In the previous assignment, you explored the inner workings of a Transformer model by pretraining it from scratch. While this process can be valuable in certain scenarios, it may not be practical in many others. The primary reason is that for a model to acquire a substantial amount of knowledge, it requires vast amounts of data coupled with a model size of billions of parameters. This approach can be prohibitively expensive when using consumer-grade hardware.  

An alternative paradigm is the pretrain-finetune approach. In this method, a model that has already been pretrained (typically by entities with access to large computing infrastructure, such as tech companies) is then adapted (or finetuned) for a specific task.  

While the pretrain-finetune approach offers significant advantages over training from scratch, it still presents challenges when working with large language models. Finetuning the entire model requires substantial computational resources. It also acan lead to catastrophic forgetting of previously learned knowledge. To address these limitations, Parameter-Efficient Fine-Tuning (PEFT) methods have been developed. PEFT techniques allow for the adaptation of pre-trained models to specific tasks while updating only a small subset of the model's parameters. This approach drastically reduces the computational and memory requirements for fine-tuning, making it feasible to adapt large language models on consumer-grade hardware.

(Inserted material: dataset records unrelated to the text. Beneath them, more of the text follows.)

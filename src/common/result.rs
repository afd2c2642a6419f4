use crate::common::error::NestrepoError;

/// Result alias used across the crate
///
/// # Examples
///
/// ```
/// use nestrepo::common::result::NestrepoResult;
/// use nestrepo::common::error::NestrepoError;
///
/// fn example_function() -> NestrepoResult<String> {
///     Ok("success".to_string())
/// }
///
/// fn example_with_error() -> NestrepoResult<()> {
///     Err(NestrepoError::timeout(30))
/// }
/// ```
pub type NestrepoResult<T> = Result<T, NestrepoError>;

/// Helpers for async code
pub mod async_helpers {
    use super::{NestrepoError, NestrepoResult};
    use std::future::Future;

    /// Run `f`, failing with [`NestrepoError::Timeout`] after `timeout_secs`
    pub async fn with_timeout<F, T>(f: F, timeout_secs: u64) -> NestrepoResult<T>
    where
        F: Future<Output = NestrepoResult<T>>,
    {
        let timeout_duration = std::time::Duration::from_secs(timeout_secs);

        match tokio::time::timeout(timeout_duration, f).await {
            Ok(result) => result,
            Err(_) => Err(NestrepoError::timeout(timeout_secs)),
        }
    }

    /// Like [`with_timeout`], but a `None` limit runs `f` to completion
    pub async fn with_optional_timeout<F, T>(f: F, timeout_secs: Option<u64>) -> NestrepoResult<T>
    where
        F: Future<Output = NestrepoResult<T>>,
    {
        match timeout_secs {
            Some(secs) => with_timeout(f, secs).await,
            None => f.await,
        }
    }
}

Moreover, PEFT methods help preserve the model's general knowledge while effectively learning task-specific information, striking a balance between efficiency and performance.  

In this assignment, you will run a battery of experiments to compare the effect of different finetuning strategies on a model's performance given a downstream task.  



## Part 0: Preliminary

### Libraries

The assignment mainly relies on two libraries developped by Huggingface:
- `transformers`: A comprehensive library that provides state-of-the-art pre-trained models for Natural Language Processing (NLP) and other tasks, offering easy-to-use interfaces for implementing, and fine-tuning a wide range of transformer-based architectures.  
- `datasets`: A library for accessing NLP datasets. (Note that you can skip using this library, however, it is very handy when it comes to loading and preprocessing public datasets).
- `peft`: A specialized library designed to implement various parameter-efficient fine-tuning methods.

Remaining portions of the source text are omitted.